[Dataset items]
════
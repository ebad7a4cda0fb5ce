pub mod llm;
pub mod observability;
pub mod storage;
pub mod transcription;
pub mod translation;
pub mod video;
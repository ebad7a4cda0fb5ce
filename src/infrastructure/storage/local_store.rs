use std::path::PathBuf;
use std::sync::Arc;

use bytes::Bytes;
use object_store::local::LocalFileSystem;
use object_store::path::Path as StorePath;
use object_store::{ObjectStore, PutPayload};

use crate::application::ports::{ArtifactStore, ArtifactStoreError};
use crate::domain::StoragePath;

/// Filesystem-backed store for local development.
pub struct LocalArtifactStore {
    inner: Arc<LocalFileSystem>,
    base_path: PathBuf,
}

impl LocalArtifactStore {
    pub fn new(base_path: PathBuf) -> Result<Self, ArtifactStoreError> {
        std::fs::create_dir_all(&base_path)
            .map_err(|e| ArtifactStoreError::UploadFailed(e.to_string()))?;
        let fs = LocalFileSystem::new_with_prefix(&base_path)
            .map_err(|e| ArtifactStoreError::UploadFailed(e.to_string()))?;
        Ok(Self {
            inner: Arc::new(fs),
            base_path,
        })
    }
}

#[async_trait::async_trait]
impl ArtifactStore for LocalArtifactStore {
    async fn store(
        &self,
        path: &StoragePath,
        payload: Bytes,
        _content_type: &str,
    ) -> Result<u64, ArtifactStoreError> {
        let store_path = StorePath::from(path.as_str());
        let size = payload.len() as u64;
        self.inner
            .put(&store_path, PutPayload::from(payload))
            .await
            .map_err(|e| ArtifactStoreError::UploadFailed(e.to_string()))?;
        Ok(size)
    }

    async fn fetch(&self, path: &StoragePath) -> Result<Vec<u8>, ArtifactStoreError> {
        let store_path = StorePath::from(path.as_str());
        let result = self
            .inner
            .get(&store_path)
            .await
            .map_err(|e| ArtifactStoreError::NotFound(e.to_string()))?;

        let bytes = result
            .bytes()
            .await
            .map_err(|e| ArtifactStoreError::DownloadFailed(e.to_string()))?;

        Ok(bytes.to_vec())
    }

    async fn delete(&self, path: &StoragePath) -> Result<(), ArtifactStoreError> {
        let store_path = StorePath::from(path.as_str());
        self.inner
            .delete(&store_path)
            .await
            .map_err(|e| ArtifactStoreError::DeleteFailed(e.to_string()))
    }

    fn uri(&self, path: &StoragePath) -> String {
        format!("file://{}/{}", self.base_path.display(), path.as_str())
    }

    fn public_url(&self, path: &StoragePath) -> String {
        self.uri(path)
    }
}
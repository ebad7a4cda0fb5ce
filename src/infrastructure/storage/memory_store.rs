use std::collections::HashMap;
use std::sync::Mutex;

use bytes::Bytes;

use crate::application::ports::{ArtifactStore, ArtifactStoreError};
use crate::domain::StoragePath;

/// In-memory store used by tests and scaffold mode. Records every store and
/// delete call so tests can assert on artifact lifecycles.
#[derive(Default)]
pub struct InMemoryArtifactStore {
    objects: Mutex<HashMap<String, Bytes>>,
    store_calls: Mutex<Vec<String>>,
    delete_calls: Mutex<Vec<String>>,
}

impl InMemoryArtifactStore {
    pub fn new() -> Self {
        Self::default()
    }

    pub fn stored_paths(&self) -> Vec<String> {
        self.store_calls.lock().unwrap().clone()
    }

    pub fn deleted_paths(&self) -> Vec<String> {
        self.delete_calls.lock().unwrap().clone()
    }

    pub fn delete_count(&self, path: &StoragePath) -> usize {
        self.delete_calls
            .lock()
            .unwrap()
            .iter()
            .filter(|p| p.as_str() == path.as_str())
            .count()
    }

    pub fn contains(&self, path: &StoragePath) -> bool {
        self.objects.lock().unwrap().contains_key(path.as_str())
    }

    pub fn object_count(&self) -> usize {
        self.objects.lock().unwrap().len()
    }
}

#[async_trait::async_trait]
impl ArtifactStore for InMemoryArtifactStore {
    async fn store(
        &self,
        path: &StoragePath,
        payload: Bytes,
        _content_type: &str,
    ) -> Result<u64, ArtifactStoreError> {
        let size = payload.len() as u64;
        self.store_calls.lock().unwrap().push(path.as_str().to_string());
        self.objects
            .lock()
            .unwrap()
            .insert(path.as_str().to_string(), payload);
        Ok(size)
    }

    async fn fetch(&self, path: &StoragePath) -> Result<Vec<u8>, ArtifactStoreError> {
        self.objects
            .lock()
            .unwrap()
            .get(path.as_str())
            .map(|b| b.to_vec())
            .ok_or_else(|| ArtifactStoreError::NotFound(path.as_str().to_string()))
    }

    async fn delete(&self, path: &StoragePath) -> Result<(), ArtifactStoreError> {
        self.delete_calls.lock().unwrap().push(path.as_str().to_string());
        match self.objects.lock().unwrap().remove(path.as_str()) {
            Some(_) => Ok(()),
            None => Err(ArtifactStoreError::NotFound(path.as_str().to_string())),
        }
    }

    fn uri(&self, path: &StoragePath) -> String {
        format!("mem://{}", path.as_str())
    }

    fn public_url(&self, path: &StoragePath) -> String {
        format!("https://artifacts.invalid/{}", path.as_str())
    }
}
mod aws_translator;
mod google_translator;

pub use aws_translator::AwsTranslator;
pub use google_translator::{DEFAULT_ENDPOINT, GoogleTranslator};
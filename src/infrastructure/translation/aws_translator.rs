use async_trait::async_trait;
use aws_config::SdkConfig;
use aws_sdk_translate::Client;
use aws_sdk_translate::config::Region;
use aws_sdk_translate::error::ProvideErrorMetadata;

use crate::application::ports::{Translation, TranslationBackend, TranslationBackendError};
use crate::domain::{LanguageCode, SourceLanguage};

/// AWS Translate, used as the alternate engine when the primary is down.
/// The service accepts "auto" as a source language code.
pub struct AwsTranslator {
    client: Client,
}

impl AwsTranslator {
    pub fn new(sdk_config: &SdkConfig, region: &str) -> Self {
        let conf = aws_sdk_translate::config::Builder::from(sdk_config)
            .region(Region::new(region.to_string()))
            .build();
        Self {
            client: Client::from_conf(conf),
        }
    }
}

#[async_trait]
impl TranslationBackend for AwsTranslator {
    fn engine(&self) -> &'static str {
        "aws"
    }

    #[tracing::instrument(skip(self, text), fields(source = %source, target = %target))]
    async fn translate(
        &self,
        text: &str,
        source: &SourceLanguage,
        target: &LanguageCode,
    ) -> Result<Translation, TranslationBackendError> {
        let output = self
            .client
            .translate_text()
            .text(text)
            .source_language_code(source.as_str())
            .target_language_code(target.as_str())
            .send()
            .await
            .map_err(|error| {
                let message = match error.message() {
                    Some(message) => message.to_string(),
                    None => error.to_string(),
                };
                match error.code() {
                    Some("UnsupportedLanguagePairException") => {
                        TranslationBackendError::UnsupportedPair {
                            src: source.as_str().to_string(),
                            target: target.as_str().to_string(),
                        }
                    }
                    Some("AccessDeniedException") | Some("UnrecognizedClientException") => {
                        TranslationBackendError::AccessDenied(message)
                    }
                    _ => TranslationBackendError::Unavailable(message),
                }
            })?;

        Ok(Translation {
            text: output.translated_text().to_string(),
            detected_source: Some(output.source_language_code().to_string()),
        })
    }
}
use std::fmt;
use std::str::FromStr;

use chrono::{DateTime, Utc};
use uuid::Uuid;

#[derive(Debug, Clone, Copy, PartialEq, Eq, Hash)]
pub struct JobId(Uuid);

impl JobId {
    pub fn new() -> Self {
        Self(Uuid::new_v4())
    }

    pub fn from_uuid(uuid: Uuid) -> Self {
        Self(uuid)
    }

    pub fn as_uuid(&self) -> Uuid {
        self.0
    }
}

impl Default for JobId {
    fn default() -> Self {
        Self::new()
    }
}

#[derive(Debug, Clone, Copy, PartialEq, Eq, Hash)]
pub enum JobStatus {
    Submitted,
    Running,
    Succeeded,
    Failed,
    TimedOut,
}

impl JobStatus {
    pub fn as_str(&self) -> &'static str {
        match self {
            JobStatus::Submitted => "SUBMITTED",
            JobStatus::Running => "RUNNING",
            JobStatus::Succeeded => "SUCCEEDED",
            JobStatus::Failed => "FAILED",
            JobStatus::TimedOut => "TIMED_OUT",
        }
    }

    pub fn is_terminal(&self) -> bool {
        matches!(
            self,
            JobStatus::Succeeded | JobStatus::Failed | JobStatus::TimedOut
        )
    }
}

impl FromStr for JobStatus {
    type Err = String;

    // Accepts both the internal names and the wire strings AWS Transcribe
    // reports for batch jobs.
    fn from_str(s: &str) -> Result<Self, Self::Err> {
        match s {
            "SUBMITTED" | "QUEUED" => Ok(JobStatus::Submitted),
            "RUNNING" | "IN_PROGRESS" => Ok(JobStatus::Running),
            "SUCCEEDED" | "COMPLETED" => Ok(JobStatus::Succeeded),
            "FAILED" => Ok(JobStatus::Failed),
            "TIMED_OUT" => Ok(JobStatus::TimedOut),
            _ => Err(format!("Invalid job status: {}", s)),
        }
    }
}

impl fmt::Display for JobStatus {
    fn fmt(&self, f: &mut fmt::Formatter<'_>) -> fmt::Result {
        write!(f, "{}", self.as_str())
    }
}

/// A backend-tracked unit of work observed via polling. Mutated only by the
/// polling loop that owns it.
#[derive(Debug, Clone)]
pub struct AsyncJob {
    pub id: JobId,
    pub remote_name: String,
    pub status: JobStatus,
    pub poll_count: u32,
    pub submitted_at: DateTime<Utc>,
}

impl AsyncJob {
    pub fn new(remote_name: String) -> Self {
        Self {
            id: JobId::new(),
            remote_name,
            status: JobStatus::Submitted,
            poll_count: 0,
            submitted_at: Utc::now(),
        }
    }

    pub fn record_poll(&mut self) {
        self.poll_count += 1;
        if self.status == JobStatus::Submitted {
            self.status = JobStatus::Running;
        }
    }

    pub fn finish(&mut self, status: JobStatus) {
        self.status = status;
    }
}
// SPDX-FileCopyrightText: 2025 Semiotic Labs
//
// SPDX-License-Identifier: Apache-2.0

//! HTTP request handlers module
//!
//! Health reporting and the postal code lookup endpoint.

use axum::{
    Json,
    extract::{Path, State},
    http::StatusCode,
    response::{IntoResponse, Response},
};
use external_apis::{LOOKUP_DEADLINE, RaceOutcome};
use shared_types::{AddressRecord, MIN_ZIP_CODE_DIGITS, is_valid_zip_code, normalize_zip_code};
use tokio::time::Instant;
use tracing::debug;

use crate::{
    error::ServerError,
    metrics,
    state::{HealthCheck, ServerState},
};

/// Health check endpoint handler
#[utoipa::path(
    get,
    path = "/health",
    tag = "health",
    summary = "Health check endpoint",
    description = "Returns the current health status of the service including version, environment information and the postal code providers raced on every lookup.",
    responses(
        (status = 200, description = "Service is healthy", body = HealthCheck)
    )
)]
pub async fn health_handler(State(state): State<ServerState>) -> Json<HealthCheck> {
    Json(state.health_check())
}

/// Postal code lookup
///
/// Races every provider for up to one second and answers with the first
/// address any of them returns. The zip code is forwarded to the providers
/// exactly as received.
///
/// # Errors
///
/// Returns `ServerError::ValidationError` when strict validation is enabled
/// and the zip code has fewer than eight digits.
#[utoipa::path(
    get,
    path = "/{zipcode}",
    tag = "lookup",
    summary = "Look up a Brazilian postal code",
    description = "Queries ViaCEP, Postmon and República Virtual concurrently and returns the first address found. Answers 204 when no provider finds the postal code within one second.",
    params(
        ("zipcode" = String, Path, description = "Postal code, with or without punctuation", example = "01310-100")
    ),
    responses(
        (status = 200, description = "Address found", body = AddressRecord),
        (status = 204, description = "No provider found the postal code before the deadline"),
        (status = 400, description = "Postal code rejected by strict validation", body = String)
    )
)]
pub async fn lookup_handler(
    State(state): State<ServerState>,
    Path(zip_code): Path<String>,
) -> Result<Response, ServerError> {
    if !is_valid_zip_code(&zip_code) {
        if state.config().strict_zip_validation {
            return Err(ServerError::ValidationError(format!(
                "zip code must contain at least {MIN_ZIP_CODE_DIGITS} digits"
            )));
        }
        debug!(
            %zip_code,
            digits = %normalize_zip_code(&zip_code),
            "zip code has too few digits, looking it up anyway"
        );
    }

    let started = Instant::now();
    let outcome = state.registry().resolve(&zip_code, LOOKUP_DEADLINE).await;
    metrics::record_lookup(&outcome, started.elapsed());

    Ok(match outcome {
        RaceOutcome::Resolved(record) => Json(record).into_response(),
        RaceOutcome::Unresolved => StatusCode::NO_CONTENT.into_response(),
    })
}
════
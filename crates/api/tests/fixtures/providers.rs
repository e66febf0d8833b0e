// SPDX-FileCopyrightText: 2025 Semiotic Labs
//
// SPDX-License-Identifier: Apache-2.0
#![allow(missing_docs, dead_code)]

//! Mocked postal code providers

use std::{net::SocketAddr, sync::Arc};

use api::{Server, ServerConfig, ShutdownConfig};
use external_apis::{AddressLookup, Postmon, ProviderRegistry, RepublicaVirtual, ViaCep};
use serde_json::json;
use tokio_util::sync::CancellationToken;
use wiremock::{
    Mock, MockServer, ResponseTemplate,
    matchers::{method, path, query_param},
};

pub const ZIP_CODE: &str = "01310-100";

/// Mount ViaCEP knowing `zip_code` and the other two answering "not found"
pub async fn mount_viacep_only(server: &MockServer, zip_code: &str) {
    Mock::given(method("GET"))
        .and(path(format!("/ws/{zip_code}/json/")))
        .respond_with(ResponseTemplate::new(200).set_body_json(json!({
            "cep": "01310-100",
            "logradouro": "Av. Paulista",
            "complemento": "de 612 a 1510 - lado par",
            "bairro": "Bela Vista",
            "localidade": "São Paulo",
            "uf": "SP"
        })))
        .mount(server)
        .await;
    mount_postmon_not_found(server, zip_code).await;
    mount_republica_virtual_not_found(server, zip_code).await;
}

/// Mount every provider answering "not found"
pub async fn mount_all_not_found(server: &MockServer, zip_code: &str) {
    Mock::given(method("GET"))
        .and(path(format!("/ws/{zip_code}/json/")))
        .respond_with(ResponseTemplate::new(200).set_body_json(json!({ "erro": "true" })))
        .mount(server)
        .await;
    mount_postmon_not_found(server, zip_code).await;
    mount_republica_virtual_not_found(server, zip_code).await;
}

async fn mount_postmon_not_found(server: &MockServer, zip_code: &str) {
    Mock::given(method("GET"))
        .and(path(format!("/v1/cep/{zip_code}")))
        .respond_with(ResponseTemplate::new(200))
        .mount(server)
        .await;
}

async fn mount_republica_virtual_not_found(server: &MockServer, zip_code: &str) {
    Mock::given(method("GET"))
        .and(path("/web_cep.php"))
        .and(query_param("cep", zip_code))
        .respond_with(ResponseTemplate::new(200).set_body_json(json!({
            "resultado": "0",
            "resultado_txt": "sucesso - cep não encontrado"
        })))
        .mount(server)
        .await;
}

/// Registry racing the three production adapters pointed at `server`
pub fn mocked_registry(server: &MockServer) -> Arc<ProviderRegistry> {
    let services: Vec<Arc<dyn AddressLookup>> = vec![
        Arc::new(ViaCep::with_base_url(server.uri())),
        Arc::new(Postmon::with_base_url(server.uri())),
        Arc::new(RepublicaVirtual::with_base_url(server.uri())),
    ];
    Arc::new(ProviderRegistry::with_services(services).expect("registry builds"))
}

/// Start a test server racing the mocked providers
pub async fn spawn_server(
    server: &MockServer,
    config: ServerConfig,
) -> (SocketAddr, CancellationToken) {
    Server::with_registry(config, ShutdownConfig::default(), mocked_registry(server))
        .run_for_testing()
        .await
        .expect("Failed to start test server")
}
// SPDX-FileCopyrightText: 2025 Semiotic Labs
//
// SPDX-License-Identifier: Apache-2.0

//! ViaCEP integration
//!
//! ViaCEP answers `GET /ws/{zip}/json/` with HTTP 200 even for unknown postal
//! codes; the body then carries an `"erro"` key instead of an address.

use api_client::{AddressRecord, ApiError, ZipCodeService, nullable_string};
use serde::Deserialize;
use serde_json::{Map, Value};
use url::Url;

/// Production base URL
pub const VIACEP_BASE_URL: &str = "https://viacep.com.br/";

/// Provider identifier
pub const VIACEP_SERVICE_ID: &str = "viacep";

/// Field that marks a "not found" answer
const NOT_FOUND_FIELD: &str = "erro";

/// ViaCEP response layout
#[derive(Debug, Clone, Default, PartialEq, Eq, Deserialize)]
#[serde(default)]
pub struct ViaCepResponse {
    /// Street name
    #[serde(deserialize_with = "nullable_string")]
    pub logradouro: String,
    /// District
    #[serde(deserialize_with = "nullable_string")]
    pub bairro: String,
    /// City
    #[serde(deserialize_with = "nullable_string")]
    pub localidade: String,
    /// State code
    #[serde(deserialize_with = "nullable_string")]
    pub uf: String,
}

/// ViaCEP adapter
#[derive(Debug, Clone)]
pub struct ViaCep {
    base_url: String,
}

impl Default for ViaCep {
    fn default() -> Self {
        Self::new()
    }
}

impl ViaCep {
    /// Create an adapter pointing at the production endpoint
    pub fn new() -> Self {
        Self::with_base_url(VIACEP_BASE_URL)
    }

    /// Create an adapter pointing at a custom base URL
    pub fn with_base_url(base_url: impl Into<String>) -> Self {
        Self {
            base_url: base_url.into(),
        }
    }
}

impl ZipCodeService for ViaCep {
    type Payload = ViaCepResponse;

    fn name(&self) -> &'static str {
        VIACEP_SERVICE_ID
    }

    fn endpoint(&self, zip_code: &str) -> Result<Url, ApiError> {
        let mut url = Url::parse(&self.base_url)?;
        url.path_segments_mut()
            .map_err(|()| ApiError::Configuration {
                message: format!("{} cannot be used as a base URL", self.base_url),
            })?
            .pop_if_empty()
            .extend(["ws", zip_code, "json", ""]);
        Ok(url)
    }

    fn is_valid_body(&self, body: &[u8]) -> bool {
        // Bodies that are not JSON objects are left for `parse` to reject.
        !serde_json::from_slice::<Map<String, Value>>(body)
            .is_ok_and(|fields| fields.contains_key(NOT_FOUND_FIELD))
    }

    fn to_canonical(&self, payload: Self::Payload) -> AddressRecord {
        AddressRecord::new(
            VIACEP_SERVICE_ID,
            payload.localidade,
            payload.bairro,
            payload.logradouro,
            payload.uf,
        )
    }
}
════
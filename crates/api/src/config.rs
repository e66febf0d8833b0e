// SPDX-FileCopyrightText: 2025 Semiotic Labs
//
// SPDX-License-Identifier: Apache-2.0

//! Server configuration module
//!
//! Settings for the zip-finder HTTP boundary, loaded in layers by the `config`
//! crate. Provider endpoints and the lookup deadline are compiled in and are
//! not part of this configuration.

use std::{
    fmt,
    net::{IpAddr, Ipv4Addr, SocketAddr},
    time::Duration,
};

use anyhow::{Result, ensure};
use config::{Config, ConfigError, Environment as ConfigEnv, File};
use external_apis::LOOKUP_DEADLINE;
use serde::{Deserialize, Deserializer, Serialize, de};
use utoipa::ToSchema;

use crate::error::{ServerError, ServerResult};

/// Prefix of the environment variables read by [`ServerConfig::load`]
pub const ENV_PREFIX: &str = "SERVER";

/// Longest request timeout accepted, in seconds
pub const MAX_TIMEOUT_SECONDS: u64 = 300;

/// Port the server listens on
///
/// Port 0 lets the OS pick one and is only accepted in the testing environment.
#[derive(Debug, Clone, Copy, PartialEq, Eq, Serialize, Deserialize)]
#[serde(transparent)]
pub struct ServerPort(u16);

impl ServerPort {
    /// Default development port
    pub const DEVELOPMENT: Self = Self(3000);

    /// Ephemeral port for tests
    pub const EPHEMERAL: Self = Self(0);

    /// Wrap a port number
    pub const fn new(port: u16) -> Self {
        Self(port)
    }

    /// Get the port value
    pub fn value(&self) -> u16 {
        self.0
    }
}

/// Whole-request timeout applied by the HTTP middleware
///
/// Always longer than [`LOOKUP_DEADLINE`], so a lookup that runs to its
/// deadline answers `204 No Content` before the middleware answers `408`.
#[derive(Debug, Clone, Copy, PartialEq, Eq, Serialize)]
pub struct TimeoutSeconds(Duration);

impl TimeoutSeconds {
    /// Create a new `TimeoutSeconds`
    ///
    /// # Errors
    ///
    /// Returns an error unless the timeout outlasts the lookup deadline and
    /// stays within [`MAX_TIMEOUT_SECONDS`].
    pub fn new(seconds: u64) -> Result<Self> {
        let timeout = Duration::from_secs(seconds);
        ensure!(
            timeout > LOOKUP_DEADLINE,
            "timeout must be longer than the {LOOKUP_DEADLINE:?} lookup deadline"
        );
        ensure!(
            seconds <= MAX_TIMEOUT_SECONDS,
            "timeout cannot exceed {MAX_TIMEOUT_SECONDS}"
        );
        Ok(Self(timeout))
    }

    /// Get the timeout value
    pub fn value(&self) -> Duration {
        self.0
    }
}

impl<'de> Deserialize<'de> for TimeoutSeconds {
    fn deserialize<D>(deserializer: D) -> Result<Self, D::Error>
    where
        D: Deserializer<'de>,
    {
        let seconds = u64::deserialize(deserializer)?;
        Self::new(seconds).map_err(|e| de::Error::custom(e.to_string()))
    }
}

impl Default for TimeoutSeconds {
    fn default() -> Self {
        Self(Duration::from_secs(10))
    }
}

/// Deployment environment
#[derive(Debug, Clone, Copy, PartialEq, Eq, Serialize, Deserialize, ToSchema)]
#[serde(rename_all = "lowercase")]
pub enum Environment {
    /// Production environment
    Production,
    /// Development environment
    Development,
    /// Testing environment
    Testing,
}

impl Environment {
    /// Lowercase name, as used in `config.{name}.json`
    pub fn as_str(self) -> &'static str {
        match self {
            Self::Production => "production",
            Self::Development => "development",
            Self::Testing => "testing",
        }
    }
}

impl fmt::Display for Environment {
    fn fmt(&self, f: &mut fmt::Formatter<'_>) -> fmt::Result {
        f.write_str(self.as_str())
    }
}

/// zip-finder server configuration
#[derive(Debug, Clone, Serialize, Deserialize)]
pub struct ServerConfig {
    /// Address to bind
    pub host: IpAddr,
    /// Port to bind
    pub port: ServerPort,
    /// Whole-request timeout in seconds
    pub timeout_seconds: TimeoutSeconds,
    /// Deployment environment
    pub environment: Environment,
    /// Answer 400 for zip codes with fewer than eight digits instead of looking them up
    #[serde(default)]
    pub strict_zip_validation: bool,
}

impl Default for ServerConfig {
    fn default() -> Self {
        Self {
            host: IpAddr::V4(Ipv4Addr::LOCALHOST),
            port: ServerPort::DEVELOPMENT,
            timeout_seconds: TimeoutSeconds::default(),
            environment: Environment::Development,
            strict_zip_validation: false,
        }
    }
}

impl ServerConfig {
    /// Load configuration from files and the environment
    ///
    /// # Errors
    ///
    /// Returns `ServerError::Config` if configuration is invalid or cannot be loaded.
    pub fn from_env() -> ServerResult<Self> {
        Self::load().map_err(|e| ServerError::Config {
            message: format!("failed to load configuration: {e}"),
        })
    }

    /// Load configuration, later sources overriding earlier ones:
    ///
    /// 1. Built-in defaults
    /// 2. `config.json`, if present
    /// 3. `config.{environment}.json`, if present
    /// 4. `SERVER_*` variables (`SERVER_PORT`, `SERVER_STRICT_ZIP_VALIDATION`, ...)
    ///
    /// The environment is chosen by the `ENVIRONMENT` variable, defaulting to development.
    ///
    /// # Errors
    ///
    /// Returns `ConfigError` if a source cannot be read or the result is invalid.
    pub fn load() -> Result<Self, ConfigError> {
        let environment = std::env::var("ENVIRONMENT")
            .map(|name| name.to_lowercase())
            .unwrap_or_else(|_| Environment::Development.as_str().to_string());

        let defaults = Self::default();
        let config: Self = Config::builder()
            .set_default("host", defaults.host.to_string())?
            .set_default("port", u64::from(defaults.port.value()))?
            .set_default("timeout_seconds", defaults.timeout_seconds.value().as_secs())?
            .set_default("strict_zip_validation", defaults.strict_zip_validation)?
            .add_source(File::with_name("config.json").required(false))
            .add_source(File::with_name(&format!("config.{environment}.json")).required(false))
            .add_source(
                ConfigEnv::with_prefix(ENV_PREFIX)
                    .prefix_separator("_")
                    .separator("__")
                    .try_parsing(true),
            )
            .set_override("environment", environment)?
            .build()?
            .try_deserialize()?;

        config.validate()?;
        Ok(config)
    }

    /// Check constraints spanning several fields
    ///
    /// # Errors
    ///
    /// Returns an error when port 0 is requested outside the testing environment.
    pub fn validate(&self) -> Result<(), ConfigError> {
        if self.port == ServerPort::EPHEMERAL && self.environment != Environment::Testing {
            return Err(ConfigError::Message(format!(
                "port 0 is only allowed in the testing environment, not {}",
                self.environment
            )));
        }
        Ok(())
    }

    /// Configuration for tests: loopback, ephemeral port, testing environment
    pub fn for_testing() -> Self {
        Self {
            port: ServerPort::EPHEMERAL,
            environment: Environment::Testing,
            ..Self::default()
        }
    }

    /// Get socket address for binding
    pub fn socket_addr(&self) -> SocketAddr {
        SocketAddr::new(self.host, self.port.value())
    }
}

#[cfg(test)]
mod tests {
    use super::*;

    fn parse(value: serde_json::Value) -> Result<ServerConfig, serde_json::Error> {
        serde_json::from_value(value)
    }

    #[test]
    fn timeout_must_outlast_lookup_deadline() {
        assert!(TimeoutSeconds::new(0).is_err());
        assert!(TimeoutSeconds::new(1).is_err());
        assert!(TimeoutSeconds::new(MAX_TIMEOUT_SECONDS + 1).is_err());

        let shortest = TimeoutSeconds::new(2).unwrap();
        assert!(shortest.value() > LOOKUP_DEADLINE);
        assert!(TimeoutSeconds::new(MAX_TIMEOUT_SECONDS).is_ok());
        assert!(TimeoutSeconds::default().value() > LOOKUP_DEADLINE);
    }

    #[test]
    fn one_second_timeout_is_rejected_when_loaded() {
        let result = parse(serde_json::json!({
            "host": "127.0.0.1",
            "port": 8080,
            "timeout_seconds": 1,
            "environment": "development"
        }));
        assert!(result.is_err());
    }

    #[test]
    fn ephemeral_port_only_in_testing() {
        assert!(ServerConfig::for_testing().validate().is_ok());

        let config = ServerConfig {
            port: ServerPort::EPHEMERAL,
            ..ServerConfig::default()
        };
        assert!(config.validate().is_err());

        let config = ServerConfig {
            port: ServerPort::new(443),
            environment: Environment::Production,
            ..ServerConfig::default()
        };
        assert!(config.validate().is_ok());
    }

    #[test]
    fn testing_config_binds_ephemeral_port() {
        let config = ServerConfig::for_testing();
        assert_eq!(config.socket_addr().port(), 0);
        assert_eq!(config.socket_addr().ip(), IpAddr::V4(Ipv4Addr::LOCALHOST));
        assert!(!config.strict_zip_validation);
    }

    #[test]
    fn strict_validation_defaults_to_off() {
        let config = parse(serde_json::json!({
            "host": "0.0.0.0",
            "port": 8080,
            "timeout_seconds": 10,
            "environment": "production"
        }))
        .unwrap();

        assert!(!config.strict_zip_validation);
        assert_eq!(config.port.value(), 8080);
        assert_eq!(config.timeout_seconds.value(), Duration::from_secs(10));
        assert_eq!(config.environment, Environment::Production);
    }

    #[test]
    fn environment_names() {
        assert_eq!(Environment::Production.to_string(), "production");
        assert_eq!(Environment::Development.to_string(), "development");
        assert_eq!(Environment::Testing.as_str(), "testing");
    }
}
════
All that is wanted is the number of lines in the records that include the string "SourceLanguage".

* _Solution to this problem_
2